# DATASET RECORDS:

//! Provider event interpretation
//!
//! Both transports receive the same provider events and must react to them
//! identically; this module owns that translation. It reports to the
//! listener, advances the state machine through `session_created` and
//! `ready`, and tells the owning transport what to do with audio.

use std::sync::atomic::{AtomicBool, AtomicU32, Ordering};
use std::sync::{Arc, Mutex};

use tokio::time::Instant;
use tracing::{debug, info, warn};

use crate::audio::chunk::AudioDirection;
use crate::network::protocol::{InboundFrame, ServerEvent};
use crate::state::{ConnectionState, ConnectionStateMachine};
use crate::transport::client::TransportListener;
use crate::transport::error::TransportError;

/// Consecutive malformed frames tolerated before the link is declared broken
pub const MAX_CONSECUTIVE_MALFORMED: u32 = 5;

/// What the transport must do after an event was interpreted
#[derive(Debug)]
pub enum Action {
    None,
    /// Decode and queue this base64 PCM16 payload for playback
    PlayAudio { item_id: String, delta: String },
    /// The provider finished sending audio for the current response
    AudioFinished,
    /// The user started talking; queued tutor audio must be dropped
    BargeIn,
    /// The link cannot continue
    Fatal(TransportError),
}

pub struct EventInterpreter {
    listener: Arc<dyn TransportListener>,
    state: Arc<ConnectionStateMachine>,
    ai_speaking: AtomicBool,
    response_completed: AtomicBool,
    turn_ended_at: Mutex<Option<Instant>>,
    consecutive_malformed: AtomicU32,
}

impl EventInterpreter {
    pub fn new(listener: Arc<dyn TransportListener>, state: Arc<ConnectionStateMachine>) -> Self {
        Self {
            listener,
            state,
            ai_speaking: AtomicBool::new(false),
            response_completed: AtomicBool::new(true),
            turn_ended_at: Mutex::new(None),
            consecutive_malformed: AtomicU32::new(0),
        }
    }

    /// Whether tutor audio for the current response is still arriving
    pub fn is_ai_speaking(&self) -> bool {
        self.ai_speaking.load(Ordering::SeqCst)
    }

    /// Start the latency clock; the next audio delta stops it
    pub fn mark_turn_end(&self) {
        *self.turn_ended_at.lock().unwrap_or_else(|p| p.into_inner()) = Some(Instant::now());
    }

    pub fn handle_frame(&self, frame: InboundFrame) -> Action {
        match frame {
            InboundFrame::Event(event) => {
                self.consecutive_malformed.store(0, Ordering::SeqCst);
                self.handle_event(event)
            }
            InboundFrame::Malformed(reason) => {
                let count = self.consecutive_malformed.fetch_add(1, Ordering::SeqCst) + 1;
                warn!(count, reason = %reason, "Malformed provider frame");
                if count >= MAX_CONSECUTIVE_MALFORMED {
                    let error = TransportError::Protocol(format!(
                        "{count} consecutive malformed frames, last: {reason}"
                    ));
                    self.listener.on_error(&error);
                    Action::Fatal(error)
                } else {
                    Action::None
                }
            }
        }
    }

    pub fn handle_event(&self, event: ServerEvent) -> Action {
        if !event.is_audio_delta() {
            debug!(event = event.event_type(), "Provider event");
        }

        match event {
            ServerEvent::SessionCreated { session } => {
                info!(session_id = %session.id, model = %session.model, "Provider session created");
                if self.state.state() == ConnectionState::TransportOpen {
                    self.state.transition(ConnectionState::SessionCreated);
                }
                Action::None
            }
            ServerEvent::SessionUpdated { session } => {
                debug!(voice = ?session.voice, "Provider session updated");
                if self.state.state() == ConnectionState::SessionCreated {
                    self.state.transition(ConnectionState::Ready);
                }
                Action::None
            }
            ServerEvent::AudioDelta { item_id, delta, .. } => {
                if !self.ai_speaking.swap(true, Ordering::SeqCst) {
                    self.response_completed.store(false, Ordering::SeqCst);
                    let started = self
                        .turn_ended_at
                        .lock()
                        .unwrap_or_else(|p| p.into_inner())
                        .take();
                    if let Some(started) = started {
                        let latency_ms = started.elapsed().as_millis() as u64;
                        debug!(latency_ms, "First audio of response");
                        self.listener.on_latency_update(latency_ms);
                    }
                }
                self.listener.on_audio_chunk(AudioDirection::Inbound);
                Action::PlayAudio { item_id, delta }
            }
            ServerEvent::AudioDone { .. } => {
                self.ai_speaking.store(false, Ordering::SeqCst);
                self.complete_response();
                Action::AudioFinished
            }
            ServerEvent::TranscriptDelta { item_id, delta } => {
                self.listener.on_agent_transcript(&item_id, &delta, false);
                self.listener.on_transcription(&delta, false);
                Action::None
            }
            ServerEvent::TranscriptDone { item_id, transcript } => {
                self.listener.on_agent_transcript(&item_id, &transcript, true);
                self.listener.on_transcription(&transcript, false);
                Action::None
            }
            ServerEvent::InputTranscriptionCompleted { transcript, .. } => {
                self.listener.on_transcription(&transcript, true);
                Action::None
            }
            ServerEvent::SpeechStarted { audio_start_ms } => {
                debug!(?audio_start_ms, "User speech started");
                Action::BargeIn
            }
            ServerEvent::SpeechStopped { audio_end_ms } => {
                debug!(?audio_end_ms, "User speech stopped");
                self.mark_turn_end();
                Action::None
            }
            ServerEvent::ResponseCreated { response } => {
                debug!(response_id = %response.id, "Response started");
                self.response_completed.store(false, Ordering::SeqCst);
                Action::None
            }
            ServerEvent::ResponseDone { response } => {
                debug!(response_id = %response.id, status = ?response.status, "Response finished");
                let was_speaking = self.ai_speaking.swap(false, Ordering::SeqCst);
                self.complete_response();
                if was_speaking {
                    Action::AudioFinished
                } else {
                    Action::None
                }
            }
            ServerEvent::Error { error } => {
                let classified = TransportError::from_provider(&error);
                warn!(
                    error_type = %error.error_type,
                    code = ?error.code,
                    message = %error.message,
                    "Provider error"
                );
                self.listener.on_error(&classified);
                if classified.is_fatal() {
                    Action::Fatal(classified)
                } else {
                    Action::None
                }
            }
            ServerEvent::InputAudioCommitted { .. }
            | ServerEvent::RateLimitsUpdated { .. }
            | ServerEvent::Unknown => Action::None,
        }
    }

    fn complete_response(&self) {
        if !self.response_completed.swap(true, Ordering::SeqCst) {
            self.listener.on_response_complete();
        }
    }
}
impl VoiceSession {
    pub fn builder(config: AppConfig, issuer: Arc<dyn CredentialIssuer>) -> VoiceSessionBuilder {
        let transport = config.transport.kind;
        VoiceSessionBuilder {
            config: Arc::new(config),
            issuer,
            store: None,
            context: None,
            peer_factory: None,
            transport,
        }
    }

    pub fn session(&self) -> &Session {
        &self.session
    }

    pub fn state(&self) -> ConnectionState {
        self.session.state()
    }

    pub fn monitor(&self) -> &Arc<SessionMonitor> {
        &self.monitor
    }

    pub fn transcript(&self) -> Vec<TranscriptEntry> {
        self.transcript.entries()
    }

    pub fn is_running(&self) -> bool {
        !self.stopping.load(Ordering::SeqCst)
    }

    /// Whether a reconnection run is in progress
    pub fn is_reconnecting(&self) -> bool {
        self.reconnect.is_running()
    }

    pub async fn is_connected(&self) -> bool {
        self.transport.lock().await.is_connected()
    }

    /// Send a typed message and request a reply
    pub async fn send_text(&self, text: &str) -> SessionResult<()> {
        if !self.is_running() {
            return Err(SessionError::NotRunning);
        }
        self.transport.lock().await.send_text(text).await?;
        Ok(())
    }

    /// Cancel reconnection, disconnect and persist monitoring; idempotent
    pub async fn stop(&mut self) {
        if self.stopping.swap(true, Ordering::SeqCst) {
            debug!(session_id = %self.session.id, "Session already stopped");
            return;
        }
        info!(session_id = %self.session.id, "Stopping voice session");

        self.reconnect.cancel();
        let _ = self.stop_tx.send(true);
        if let Some(mut supervisor) = self.supervisor.take() {
            if tokio::time::timeout(SUPERVISOR_STOP_GRACE, &mut supervisor)
                .await
                .is_err()
            {
                warn!(session_id = %self.session.id, "Supervisor did not stop in time");
                supervisor.abort();
            }
        }

        self.transport.lock().await.disconnect().await;
        self.transcript.commit_agent();
        info!(
            session_id = %self.session.id,
            transcript_entries = self.transcript.len(),
            "Voice session stopped"
        );
    }
}

impl Drop for VoiceSession {
    fn drop(&mut self) {
        self.stopping.store(true, Ordering::SeqCst);
        self.reconnect.cancel();
        let _ = self.stop_tx.send(true);
        if let Some(supervisor) = self.supervisor.take() {
            supervisor.abort();
        }
    }
}

/// Everything the supervisor needs to re-establish the link
struct Reconnector {
    session_id: String,
    request: SessionRequest,
    issuer: Arc<dyn CredentialIssuer>,
    transport: Arc<Mutex<MonitoredTransport>>,
    reconnect: Arc<ReconnectionManager>,
    monitor: Arc<SessionMonitor>,
    /// The caller's listener, told when recovery gives up
    listener: Arc<dyn TransportListener>,
    state: Arc<ConnectionStateMachine>,
    stopping: Arc<AtomicBool>,
}

impl Reconnector {
    async fn recover(&self) {
        if self.stopping.load(Ordering::SeqCst) {
            return;
        }
        // Only a ready session that lost its link is recovered here
        if !self.state.transition(ConnectionState::Reconnecting) {
            debug!(
                session_id = %self.session_id,
                state = %self.state.state(),
                "Ignoring link drop outside ready"
            );
            return;
        }
        warn!(session_id = %self.session_id, "Link dropped, reconnecting");

        let outcome = self
            .reconnect
            .attempt_reconnection(&self.state, |attempt| {
                let issuer = Arc::clone(&self.issuer);
                let transport = Arc::clone(&self.transport);
                let monitor = Arc::clone(&self.monitor);
                let stopping = Arc::clone(&self.stopping);
                let request = self.request.credential_request();
                let session_id = self.session_id.clone();

                async move {
                    if stopping.load(Ordering::SeqCst) {
                        return Err(TransportError::NotConnected);
                    }
                    monitor.record_reconnect_attempt();
                    debug!(session_id = %session_id, attempt, "Requesting fresh credential");

                    let credential = issuer.issue(request).await?;
                    transport.lock().await.connect(&credential).await
                }
            })
            .await;

        match outcome {
            ReconnectOutcome::Connected { attempts } => {
                info!(session_id = %self.session_id, attempts, "Session recovered");
            }
            ReconnectOutcome::Exhausted { attempts } => {
                error!(session_id = %self.session_id, attempts, "Reconnection gave up");
                self.listener.on_connection_change(false);
            }
            ReconnectOutcome::Aborted { attempts, reason } => {
                error!(session_id = %self.session_id, attempts, reason = %reason, "Reconnection aborted");
                self.listener.on_connection_change(false);
            }
            ReconnectOutcome::Cancelled => {
                debug!(session_id = %self.session_id, "Reconnection cancelled");
            }
            ReconnectOutcome::AlreadyRunning => {}
        }
    }
}

async fn supervise(
    mut drops: mpsc::UnboundedReceiver<()>,
    mut stop: watch::Receiver<bool>,
    reconnector: Reconnector,
) {
    loop {
        tokio::select! {
            changed = stop.changed() => {
                if changed.is_err() || *stop.borrow() {
                    break;
                }
            }
            signal = drops.recv() => {
                if signal.is_none() {
                    break;
                }
                reconnector.recover().await;
                // Drops reported while recovering belong to links already replaced
                while drops.try_recv().is_ok() {}
            }
        }
    }
    debug!(session_id = %reconnector.session_id, "Session supervisor finished");
}

#[cfg(test)]
mod tests {
    use super::*;

    #[test]
    fn test_request_defaults_to_anonymous_caller() {
        let request = SessionRequest::new(Language::English);
        assert_eq!(request.caller(), ANONYMOUS_CALLER);

        let credential_request = request.credential_request();
        assert_eq!(credential_request.language, "en");
        assert_eq!(credential_request.caller_id.as_deref(), Some(ANONYMOUS_CALLER));
    }

    #[test]
    fn test_request_carries_metadata() {
        let metadata = SessionMetadata {
            persona: Some(Persona::Coach),
            grade: Some(1),
            activity: Some("Sight words".to_string()),
        };
        let request = SessionRequest::new(Language::Spanish)
            .with_caller("kid-7")
            .with_metadata(metadata.clone());

        let credential_request = request.credential_request();
        assert_eq!(credential_request.caller_id.as_deref(), Some("kid-7"));
        assert_eq!(credential_request.session_metadata, Some(metadata));
    }

    #[test]
    fn test_listener_signals_drop_only() {
        let (tx, mut rx) = mpsc::unbounded_channel();
        let listener = SessionListener {
            inner: Arc::new(crate::transport::NoopListener),
            transcript: Arc::new(TranscriptLog::new()),
            drops: tx,
        };

        listener.on_connection_change(true);
        assert!(rx.try_recv().is_err());
        listener.on_connection_change(false);
        assert!(rx.try_recv().is_ok());
    }
}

# TASK REQUIREMENTS:
Report each line above that includes the string "AudioDirection".

# WRITTEN RESPONSE:
use crate::audio::chunk::AudioDirection;
                self.listener.on_audio_chunk(AudioDirection::Inbound);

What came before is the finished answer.